_ASSIGNED TASK_
Where a line below holds the string "bool", count it; then give the total without any other words.

═══ DATA PROVIDED ═══

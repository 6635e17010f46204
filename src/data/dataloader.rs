use std::any::Any;
use std::collections::BTreeMap;
use std::panic::{catch_unwind, AssertUnwindSafe};
use std::sync::atomic::{AtomicUsize, Ordering};
use std::sync::mpsc::{sync_channel, Receiver};
use std::sync::{Arc, Condvar, Mutex, PoisonError};
use std::thread::JoinHandle;

use burn::prelude::*;
use rand::rngs::StdRng;
use rand::seq::SliceRandom;
use rand::SeedableRng;

use super::collate::{pad_batch, Batch};
use super::dataset::{DetectionDataset, DetectionSample};
use crate::error::{DetectionError, Result};

#[derive(Debug, Clone, Copy, PartialEq)]
pub struct LoaderOptions {
    pub batch_size: usize,
    pub shuffle: bool,
    pub seed: u64,
    /// 0 loads on the consuming thread.
    pub workers: usize,
    pub queue_depth: usize,
}

impl Default for LoaderOptions {
    fn default() -> Self {
        Self {
            batch_size: 4,
            shuffle: false,
            seed: 42,
            workers: 0,
            queue_depth: 4,
        }
    }
}

/// Batches a [`DetectionDataset`], optionally prefetching with a pool of
/// worker threads feeding a bounded queue.
pub struct DetectionDataLoader<B: Backend> {
    dataset: Arc<DetectionDataset>,
    options: LoaderOptions,
    device: B::Device,
}

impl<B: Backend> DetectionDataLoader<B> {
    pub fn new(dataset: DetectionDataset, options: LoaderOptions, device: B::Device) -> Self {
        Self {
            dataset: Arc::new(dataset),
            options: LoaderOptions {
                batch_size: options.batch_size.max(1),
                queue_depth: options.queue_depth.max(1),
                ..options
            },
            device,
        }
    }

    pub fn dataset(&self) -> &DetectionDataset {
        &self.dataset
    }

    /// Number of batches per epoch.
    pub fn len(&self) -> usize {
        self.dataset.len().div_ceil(self.options.batch_size)
    }

    pub fn is_empty(&self) -> bool {
        self.dataset.is_empty()
    }

    /// Sample indices per batch. Shuffling is seeded by `(seed, epoch)` so a
    /// run is reproducible.
    pub fn plan(&self, epoch: usize) -> Vec<Vec<usize>> {
        let mut indices: Vec<usize> = (0..self.dataset.len()).collect();
        if self.options.shuffle {
            let mut rng = StdRng::seed_from_u64(self.options.seed.wrapping_add(epoch as u64));
            indices.shuffle(&mut rng);
        }
        indices
            .chunks(self.options.batch_size)
            .map(<[usize]>::to_vec)
            .collect()
    }

    pub fn iter(&self, epoch: usize) -> BatchIter<B> {
        let plan = Arc::new(self.plan(epoch));
        let seed = sample_seed_base(self.options.seed, epoch);
        let total = plan.len();

        let source = if self.options.workers == 0 {
            Source::Inline {
                dataset: Arc::clone(&self.dataset),
                plan,
                seed,
            }
        } else {
            let dataset = Arc::clone(&self.dataset);
            Source::Prefetch(Prefetcher::spawn(
                total,
                self.options.workers,
                self.options.queue_depth,
                move |b| load_samples(&dataset, &plan[b], seed),
            ))
        };

        BatchIter {
            source,
            device: self.device.clone(),
            next_batch: 0,
            total,
        }
    }
}

fn sample_seed_base(seed: u64, epoch: usize) -> u64 {
    seed.wrapping_mul(6_364_136_223_846_793_005)
        .wrapping_add((epoch as u64).wrapping_mul(1_000_003))
}

/// Loads the samples of one batch, dropping malformed ones. Each sample gets
/// its own RNG so the result does not depend on worker scheduling.
fn load_samples(dataset: &DetectionDataset, indices: &[usize], seed: u64) -> Vec<DetectionSample> {
    indices
        .iter()
        .filter_map(|&idx| {
            let mut rng = StdRng::seed_from_u64(seed.wrapping_add(idx as u64));
            match dataset.get(idx, &mut rng) {
                Ok(sample) => sample,
                Err(e) => {
                    log::warn!("Dropping sample {}: {}", idx, e);
                    None
                }
            }
        })
        .collect()
}

/// Lets workers run at most `depth` items ahead of the consumer.
struct Window {
    state: Mutex<WindowState>,
    ready: Condvar,
}

struct WindowState {
    consumed: usize,
    closed: bool,
}

impl Window {
    fn new() -> Self {
        Self {
            state: Mutex::new(WindowState {
                consumed: 0,
                closed: false,
            }),
            ready: Condvar::new(),
        }
    }

    /// Blocks until item `b` is inside the window. False once closed.
    fn wait_for(&self, b: usize, depth: usize) -> bool {
        let mut state = self.state.lock().unwrap_or_else(PoisonError::into_inner);
        while !state.closed && b >= state.consumed + depth {
            state = self.ready.wait(state).unwrap_or_else(PoisonError::into_inner);
        }
        !state.closed
    }

    fn advance(&self, consumed: usize) {
        self.state.lock().unwrap_or_else(PoisonError::into_inner).consumed = consumed;
        self.ready.notify_all();
    }

    fn close(&self) {
        self.state.lock().unwrap_or_else(PoisonError::into_inner).closed = true;
        self.ready.notify_all();
    }
}

type Loaded<T> = (usize, std::result::Result<T, String>);

/// Computes `load(0..total)` on a worker pool and hands the results back in
/// index order. A panicking `load` becomes an error for its index.
struct Prefetcher<T> {
    receiver: Option<Receiver<Loaded<T>>>,
    pending: BTreeMap<usize, std::result::Result<T, String>>,
    window: Arc<Window>,
    handles: Vec<JoinHandle<()>>,
    next: usize,
    total: usize,
}

impl<T: Send + 'static> Prefetcher<T> {
    fn spawn<F>(total: usize, workers: usize, depth: usize, load: F) -> Self
    where
        F: Fn(usize) -> T + Send + Sync + 'static,
    {
        let depth = depth.max(1);
        let (sender, receiver) = sync_channel(depth);
        let claimed = Arc::new(AtomicUsize::new(0));
        let window = Arc::new(Window::new());
        let load = Arc::new(load);

        let handles = (0..workers.max(1))
            .map(|_| {
                let sender = sender.clone();
                let claimed = Arc::clone(&claimed);
                let window = Arc::clone(&window);
                let load = Arc::clone(&load);
                std::thread::spawn(move || loop {
                    let b = claimed.fetch_add(1, Ordering::SeqCst);
                    if b >= total || !window.wait_for(b, depth) {
                        break;
                    }
                    let item = catch_unwind(AssertUnwindSafe(|| (*load)(b))).map_err(panic_message);
                    if sender.send((b, item)).is_err() {
                        break;
                    }
                })
            })
            .collect();

        Self {
            receiver: Some(receiver),
            pending: BTreeMap::new(),
            window,
            handles,
            next: 0,
            total,
        }
    }

    /// The next item in index order; `None` once all items were returned or
    /// after the first error.
    fn next_item(&mut self) -> Option<Result<T>> {
        if self.next >= self.total {
            return None;
        }
        let b = self.next;
        loop {
            if let Some(item) = self.pending.remove(&b) {
                return Some(match item {
                    Ok(item) => {
                        self.next += 1;
                        self.window.advance(self.next);
                        Ok(item)
                    }
                    Err(msg) => {
                        self.stop();
                        Err(DetectionError::DataLoader(format!("batch {} failed: {}", b, msg)))
                    }
                });
            }
            let received = self.receiver.as_ref().and_then(|r| r.recv().ok());
            match received {
                Some((idx, item)) => {
                    self.pending.insert(idx, item);
                }
                None => {
                    self.stop();
                    return Some(Err(DetectionError::DataLoader(format!(
                        "workers stopped before batch {} of {}",
                        b, self.total
                    ))));
                }
            }
        }
    }

    /// Ends the epoch early.
    fn stop(&mut self) {
        self.next = self.total;
        self.pending.clear();
        self.shutdown();
    }
}

impl<T> Prefetcher<T> {
    fn shutdown(&mut self) {
        self.window.close();
        // unblocks workers waiting on a full queue
        self.receiver.take();
        for handle in self.handles.drain(..) {
            if let Err(payload) = handle.join() {
                log::error!("data loader worker panicked: {}", panic_message(payload));
            }
        }
    }
}

impl<T> Drop for Prefetcher<T> {
    fn drop(&mut self) {
        self.shutdown();
    }
}

fn panic_message(payload: Box<dyn Any + Send>) -> String {
    payload
        .downcast_ref::<&str>()
        .map(|s| s.to_string())
        .or_else(|| payload.downcast_ref::<String>().cloned())
        .unwrap_or_else(|| "unknown panic".to_string())
}

enum Source {
    Inline {
        dataset: Arc<DetectionDataset>,
        plan: Arc<Vec<Vec<usize>>>,
        seed: u64,
    },
    Prefetch(Prefetcher<Vec<DetectionSample>>),
}

/// Batches of one epoch in plan order. Batches whose samples were all dropped
/// are skipped; a failed worker ends the epoch with an error.
pub struct BatchIter<B: Backend> {
    source: Source,
    device: B::Device,
    next_batch: usize,
    total: usize,
}

impl<B: Backend> BatchIter<B> {
    fn next_samples(&mut self) -> Option<Result<Vec<DetectionSample>>> {
        if self.next_batch >= self.total {
            return None;
        }
        let b = self.next_batch;
        self.next_batch += 1;

        let samples = match &mut self.source {
            Source::Inline { dataset, plan, seed } => Some(Ok(load_samples(dataset, &plan[b], *seed))),
            Source::Prefetch(prefetcher) => prefetcher.next_item(),
        };
        if matches!(samples, Some(Err(_)) | None) {
            self.next_batch = self.total;
        }
        samples
    }
}

impl<B: Backend> Iterator for BatchIter<B> {
    type Item = Result<Batch<B>>;

    fn next(&mut self) -> Option<Self::Item> {
        loop {
            let samples = match self.next_samples()? {
                Ok(samples) => samples,
                Err(e) => return Some(Err(e)),
            };
            match pad_batch(samples, &self.device) {
                Ok(Some(batch)) => return Some(Ok(batch)),
                Ok(None) => continue,
                Err(e) => {
                    log::warn!("Dropping batch {}: {}", self.next_batch - 1, e);
                    continue;
                }
            }
        }
    }
}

═══

_REPLY TO THE TASK_
4